This Thursday is the Mercury Music Prize, with the winner chosen from the shortlist of twelve nominated albums. As part of the prize's remit is to "recognise and celebrate artistic achievement...and to help introduce new albums from a range of music genres to a wider audience", we thought it would be interesting to get our writers to "live review" a nominated record they had yet to listen to, noting down their thoughts in real time. The Mercury First Listen Reviews are the result.
Mike McGrath-Bryan on Wolf Alice's Visions Of A Life
The time rolls around for another Mercury Prize first-listen, which I always love because it's an excuse to get up to speed on artists I've missed out on while busy on covering Irish musical matters, as part of the day job. Last year I snagged the winner with Sampha's Process, and I'm hoping to get a little bit of a streak going with much-fancied indie types Wolf Alice. So let's go ahead and plunge the blade a little deeper, shall we?
'Heavenward'
Ringing in slowly but surely, serrated edges of melody and faint rings of chorus cut across each other before a warm, fuzzy riff brings everything into sharp focus. A nice study in dynamics, verses are kept sparse before giving way to the hook that forms the centre of the song, a propulsive, reverb-drenched callback to fuzz and pop of years gone by. You'd want to be dead for the lyric "I long to see you / When it's my time" to not hit you directly in the guts, to be honest. Hopefully this sets the tone for the rest of the album, because it's wonderful.
'Yuk Foo'
Right into post-punky, nearly psych territory, with this, and the story of this tune for me is the rhythm, something that is pleasantly prominent so far. Some very bratty lyricism which is in time and tune with the mood of catharsis that seems to be the temperature of the LP.
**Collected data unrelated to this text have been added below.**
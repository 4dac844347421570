use bevy::{
    mesh::{Indices, PrimitiveTopology},
    prelude::*,
};

use std::f32::consts::{FRAC_PI_2, PI, TAU};

/// Revolution segments for the dough solid.
pub const BASE_SEGMENTS: u32 = 128;

// ---------------------------------------------------------------------------
// Crust profile
// ---------------------------------------------------------------------------

/// Hand-authored 2D cross-section of the dough, in (radial, vertical)
/// coordinates. Starts and ends at the inner radius on the midline: a lower
/// arc that sweeps outward while dipping below, then an upper arc sweeping
/// outward again while bulging above. Revolving it yields the crust ring;
/// the open center is covered by the sauce disc.
pub fn crust_profile(radius: f32, height: f32) -> Vec<Vec2> {
    let inner_radius = radius * 0.9;
    let crust_thickness = height * 2.2;
    let crust_depth = radius * 0.15;

    let mut points = Vec::with_capacity(52);
    points.push(Vec2::new(inner_radius, 0.0));
    for i in 0..=16 {
        let t = i as f32 / 16.0;
        let r = inner_radius + (t * FRAC_PI_2).sin() * crust_depth;
        let y = -(t * PI).sin() * crust_thickness * 0.4;
        points.push(Vec2::new(r, y));
    }
    for i in 0..=32 {
        let t = i as f32 / 32.0;
        let r = inner_radius + (t * FRAC_PI_2).sin() * crust_depth;
        let y = (t * PI).sin() * crust_thickness * 0.5;
        points.push(Vec2::new(r, y));
    }
    points.push(Vec2::new(inner_radius, 0.0));
    points
}

/// World-space height of the crust's topmost extent once the mesh has been
/// shifted to rest on y = 0.
pub fn base_top_height(height: f32) -> f32 {
    let profile = crust_profile(1.0, height);
    let min = profile.iter().map(|p| p.y).fold(f32::MAX, f32::min);
    let max = profile.iter().map(|p| p.y).fold(f32::MIN, f32::max);
    max - min
}

/// Dough mesh for the given dimensions, resting on y = 0. Rendered
/// double-sided: the profile traces both arcs outward, so strip winding is
/// not consistent front-to-back.
pub fn base_mesh(radius: f32, height: f32) -> Mesh {
    let mut profile = crust_profile(radius, height);
    let min = profile.iter().map(|p| p.y).fold(f32::MAX, f32::min);
    for p in &mut profile {
        p.y -= min;
    }
    revolve(&profile, BASE_SEGMENTS)
}

// ---------------------------------------------------------------------------
// Revolution mesher
// ---------------------------------------------------------------------------

/// Revolve a 2D profile (x = radial distance, y = height) around +Y.
/// Vertices are laid out column-major per segment and welded across the
/// seam; normals are accumulated from face normals and normalized.
pub fn revolve(profile: &[Vec2], segments: u32) -> Mesh {
    let rings = profile.len();
    let segs = segments as usize;

    let mut positions: Vec<[f32; 3]> = Vec::with_capacity(rings * segs);
    let mut uvs: Vec<[f32; 2]> = Vec::with_capacity(rings * segs);
    for s in 0..segs {
        let theta = s as f32 / segs as f32 * TAU;
        let (sin_t, cos_t) = theta.sin_cos();
        for (i, p) in profile.iter().enumerate() {
            positions.push([p.x * cos_t, p.y, p.x * sin_t]);
            uvs.push([s as f32 / segs as f32, i as f32 / (rings - 1) as f32]);
        }
    }

    let mut indices: Vec<u32> = Vec::with_capacity((rings - 1) * segs * 6);
    for s in 0..segs {
        let s2 = (s + 1) % segs;
        for i in 0..rings - 1 {
            let a = (s * rings + i) as u32;
            let b = a + 1;
            let c = (s2 * rings + i) as u32;
            let d = c + 1;
            indices.extend_from_slice(&[a, b, c, b, d, c]);
        }
    }

    let normals = accumulated_normals(&positions, &indices);

    let mut mesh = Mesh::new(PrimitiveTopology::TriangleList, default());
    mesh.insert_attribute(Mesh::ATTRIBUTE_POSITION, positions);
    mesh.insert_attribute(Mesh::ATTRIBUTE_NORMAL, normals);
    mesh.insert_attribute(Mesh::ATTRIBUTE_UV_0, uvs);
    mesh.insert_indices(Indices::U32(indices));
    mesh
}

/// Smooth per-vertex normals: sum unnormalized face normals (area-weighted)
/// into each corner, then normalize. Degenerate triangles contribute
/// nothing.
fn accumulated_normals(positions: &[[f32; 3]], indices: &[u32]) -> Vec<[f32; 3]> {
    let mut normals = vec![Vec3::ZERO; positions.len()];
    for tri in indices.chunks_exact(3) {
        let (a, b, c) = (tri[0] as usize, tri[1] as usize, tri[2] as usize);
        let pa = Vec3::from_array(positions[a]);
        let pb = Vec3::from_array(positions[b]);
        let pc = Vec3::from_array(positions[c]);
        let face = (pb - pa).cross(pc - pa);
        normals[a] += face;
        normals[b] += face;
        normals[c] += face;
    }
    normals
        .into_iter()
        .map(|n| n.normalize_or(Vec3::Y).to_array())
        .collect()
}

// ---------------------------------------------------------------------------
// Flat and revolved shapes
// ---------------------------------------------------------------------------

/// Filled circle in the XZ plane facing +Y. Used for the sauce layer, the
/// table surface, and the basil leaf.
pub fn disc_mesh(radius: f32, segments: u32) -> Mesh {
    let segs = segments as usize;

    let mut positions: Vec<[f32; 3]> = Vec::with_capacity(segs + 1);
    let mut uvs: Vec<[f32; 2]> = Vec::with_capacity(segs + 1);
    positions.push([0.0, 0.0, 0.0]);
    uvs.push([0.5, 0.5]);
    for s in 0..segs {
        let theta = s as f32 / segs as f32 * TAU;
        let (sin_t, cos_t) = theta.sin_cos();
        positions.push([radius * cos_t, 0.0, radius * sin_t]);
        uvs.push([0.5 + cos_t * 0.5, 0.5 + sin_t * 0.5]);
    }

    let mut indices: Vec<u32> = Vec::with_capacity(segs * 3);
    for s in 0..segs {
        let cur = 1 + s as u32;
        let next = 1 + ((s + 1) % segs) as u32;
        indices.extend_from_slice(&[0, next, cur]);
    }

    let normals = vec![[0.0, 1.0, 0.0]; positions.len()];

    let mut mesh = Mesh::new(PrimitiveTopology::TriangleList, default());
    mesh.insert_attribute(Mesh::ATTRIBUTE_POSITION, positions);
    mesh.insert_attribute(Mesh::ATTRIBUTE_NORMAL, normals);
    mesh.insert_attribute(Mesh::ATTRIBUTE_UV_0, uvs);
    mesh.insert_indices(Indices::U32(indices));
    mesh
}

/// Closed cylinder centered on the origin, axis +Y.
pub fn cylinder_mesh(radius: f32, height: f32, segments: u32) -> Mesh {
    let half = height * 0.5;
    let profile = [
        Vec2::new(0.0, -half),
        Vec2::new(radius, -half),
        Vec2::new(radius, half),
        Vec2::new(0.0, half),
    ];
    revolve(&profile, segments)
}

/// Upper half-sphere with an open bottom, resting on the origin plane.
pub fn hemisphere_mesh(radius: f32, segments: u32, rings: u32) -> Mesh {
    let profile: Vec<Vec2> = (0..=rings)
        .map(|i| {
            let phi = i as f32 / rings as f32 * FRAC_PI_2;
            Vec2::new(radius * phi.cos(), radius * phi.sin())
        })
        .collect();
    revolve(&profile, segments)
}

/// Torus lying flat around +Y (a ring viewed from above).
pub fn torus_mesh(ring_radius: f32, tube_radius: f32, tube_segments: u32, ring_segments: u32) -> Mesh {
    let profile: Vec<Vec2> = (0..=tube_segments)
        .map(|i| {
            let phi = i as f32 / tube_segments as f32 * TAU;
            Vec2::new(ring_radius + tube_radius * phi.cos(), tube_radius * phi.sin())
        })
        .collect();
    revolve(&profile, ring_segments)
}

#[cfg(test)]
mod tests {
    use super::*;
    use bevy::mesh::VertexAttributeValues;

    fn mesh_positions(mesh: &Mesh) -> Vec<Vec3> {
        let Some(VertexAttributeValues::Float32x3(positions)) =
            mesh.attribute(Mesh::ATTRIBUTE_POSITION)
        else {
            panic!("mesh has no position attribute");
        };
        positions.iter().map(|p| Vec3::from_array(*p)).collect()
    }

    fn mesh_normals(mesh: &Mesh) -> Vec<Vec3> {
        let Some(VertexAttributeValues::Float32x3(normals)) =
            mesh.attribute(Mesh::ATTRIBUTE_NORMAL)
        else {
            panic!("mesh has no normal attribute");
        };
        normals.iter().map(|n| Vec3::from_array(*n)).collect()
    }

    fn mesh_index_count(mesh: &Mesh) -> usize {
        match mesh.indices() {
            Some(Indices::U32(indices)) => indices.len(),
            _ => panic!("mesh has no u32 indices"),
        }
    }

    #[test]
    fn crust_profile_starts_and_ends_at_inner_radius() {
        let profile = crust_profile(2.2, 0.08);
        assert_eq!(profile.len(), 52);
        let inner = 2.2 * 0.9;
        assert!((profile[0].x - inner).abs() < 1e-6);
        assert!(profile[0].y.abs() < 1e-6);
        assert!((profile[51].x - inner).abs() < 1e-6);
        assert!(profile[51].y.abs() < 1e-6);
    }

    #[test]
    fn crust_profile_extents_follow_thickness() {
        let height = 0.08;
        let profile = crust_profile(2.2, height);
        let max = profile.iter().map(|p| p.y).fold(f32::MIN, f32::max);
        let min = profile.iter().map(|p| p.y).fold(f32::MAX, f32::min);
        // Upper bulge is 0.5 of crust thickness, lower dip 0.4.
        assert!((max - height * 2.2 * 0.5).abs() < 1e-4);
        assert!((min + height * 2.2 * 0.4).abs() < 1e-4);
        let outer = profile.iter().map(|p| p.x).fold(f32::MIN, f32::max);
        assert!((outer - (2.2 * 0.9 + 2.2 * 0.15)).abs() < 1e-4);
    }

    #[test]
    fn base_top_height_spans_both_arcs() {
        let height = 0.15;
        assert!((base_top_height(height) - height * 2.2 * 0.9).abs() < 1e-4);
    }

    #[test]
    fn base_mesh_rests_on_ground() {
        let mesh = base_mesh(1.9, 0.04);
        let positions = mesh_positions(&mesh);
        let min = positions.iter().map(|p| p.y).fold(f32::MAX, f32::min);
        let max = positions.iter().map(|p| p.y).fold(f32::MIN, f32::max);
        assert!(min.abs() < 1e-4);
        assert!((max - base_top_height(0.04)).abs() < 1e-4);
    }

    #[test]
    fn revolve_weld_counts() {
        let profile = [Vec2::new(1.0, 0.0), Vec2::new(1.0, 1.0)];
        let mesh = revolve(&profile, 8);
        assert_eq!(mesh_positions(&mesh).len(), 2 * 8);
        assert_eq!(mesh_index_count(&mesh), 8 * 6);
    }

    #[test]
    fn revolve_wall_normals_point_outward() {
        let profile = [Vec2::new(1.0, 0.0), Vec2::new(1.0, 1.0)];
        let mesh = revolve(&profile, 16);
        let positions = mesh_positions(&mesh);
        let normals = mesh_normals(&mesh);
        for (p, n) in positions.iter().zip(&normals) {
            assert!((n.length() - 1.0).abs() < 1e-4);
            let radial = Vec3::new(p.x, 0.0, p.z).normalize();
            assert!(n.dot(radial) > 0.99, "normal {n} not radial at {p}");
        }
    }

    #[test]
    fn disc_faces_up() {
        let mesh = disc_mesh(0.14, 8);
        assert_eq!(mesh_positions(&mesh).len(), 9);
        assert_eq!(mesh_index_count(&mesh), 8 * 3);
        for n in mesh_normals(&mesh) {
            assert!((n - Vec3::Y).length() < 1e-6);
        }
    }

    #[test]
    fn cylinder_spans_half_height_each_way() {
        let mesh = cylinder_mesh(0.24, 0.06, 16);
        let positions = mesh_positions(&mesh);
        let min = positions.iter().map(|p| p.y).fold(f32::MAX, f32::min);
        let max = positions.iter().map(|p| p.y).fold(f32::MIN, f32::max);
        assert!((min + 0.03).abs() < 1e-6);
        assert!((max - 0.03).abs() < 1e-6);
    }

    #[test]
    fn hemisphere_is_open_bottomed_dome() {
        let mesh = hemisphere_mesh(0.18, 12, 8);
        let positions = mesh_positions(&mesh);
        let min = positions.iter().map(|p| p.y).fold(f32::MAX, f32::min);
        let max = positions.iter().map(|p| p.y).fold(f32::MIN, f32::max);
        assert!(min.abs() < 1e-6);
        assert!((max - 0.18).abs() < 1e-4);
    }

    #[test]
    fn torus_stays_within_ring_bounds() {
        let mesh = torus_mesh(0.09, 0.035, 6, 12);
        for p in mesh_positions(&mesh) {
            let radial = Vec2::new(p.x, p.z).length();
            assert!(radial <= 0.09 + 0.035 + 1e-4);
            assert!(p.y.abs() <= 0.035 + 1e-4);
        }
    }
}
'Beautifully Unconventional'
The album goes right into straightforward pop territory here, and while there's no fucking about with the grooves, the manic-pixie protagonist of the lyrics seems a tad out of place with the more personal takes on the previous tracks.
'Don't Delete The Kisses'
Big single time, and one that seems to reconcile the band's spacier tendencies a bit better with pop structure. Big, big hooks slowly emerge from within a mix gently draped in synths. Romantic indie-pop imagery clashes with the awkwardness and mind-reading of early-twenties dating, to utterly charming effect. We've all been there, and none of us would wish it on our worst enemies, would we?
'Planet Hunter'
Lovely, watery guitars frame a minimal tale of doomed love. "Am I a planet hunter?", Ellie Rowsell asks, presumably a sci-fi riff on the detachment of the targets of each other's affections. The general theme of the record seems to be different angles on alienation and distance.
'Sky Musings'
This is cool. The internal monologues continue, but the web of thoughts Rowsell weaves at almost lightspeed crisscrosses the music nicely, building tension toward a big, spacey chorus.
'Formidable Cool'
Space and synths are pared back, leaving a sense of foreboding, as a tale of scoundrel-acting and fuckboy routine unfolds itself across another more rhythmic composition. While catharsis and the young human condition are common denominators here, there's more than enough love and lust to go around.
'Space & Time'
A big 'ol Pop Song. Absolutely grand bop about needing what the title suggests. Pragmatic and cognizant of one's own self and its needs, buried in a candourous, rowdy indie-pop piece.
'Sadboy'
"Who hurt you, sadboy?". A welcome jab at a sub-section of lads whose toxicity and studious posing are starting to have knock-on long-term effects. A pleasantly folk-tinged tune neatly framed by another celestial swirl throughout before a breakdown, of all things. "I was just waiting for this moment to hurt". Ouch.
'St. Purple & Green'
Big harmonies to open. Almost choral in scope, before a self-assured slab of alt-rock-like distortion cuts through, all high, wailing lead. The band's folkish leanings smartly only unveil themselves later in the album's runtime, leaving some things to a sense of discovery, but not burying them too far. Some lovely, gentle, almost post-rocky picking to bring things back into focus.
'After The Zero Hour'
A big moment that the album has been building toward, a big riff carrying big vocal melodies, themselves carrying broader themes and experiences as per the album's scrappy, flawed thematic protagonist.
'Vision Of A Life'
A sharp screed of feedback draws all of the indie, shoegaze, and poppy elements of the record back into one place, in a slow, satisfying groove, a gathering build and a sparse few last minutes. A nice way to end the record, and a nice means of resetting the mood after some very personal, specific takes that evoke a certain wistfulness for the expended energy of youth.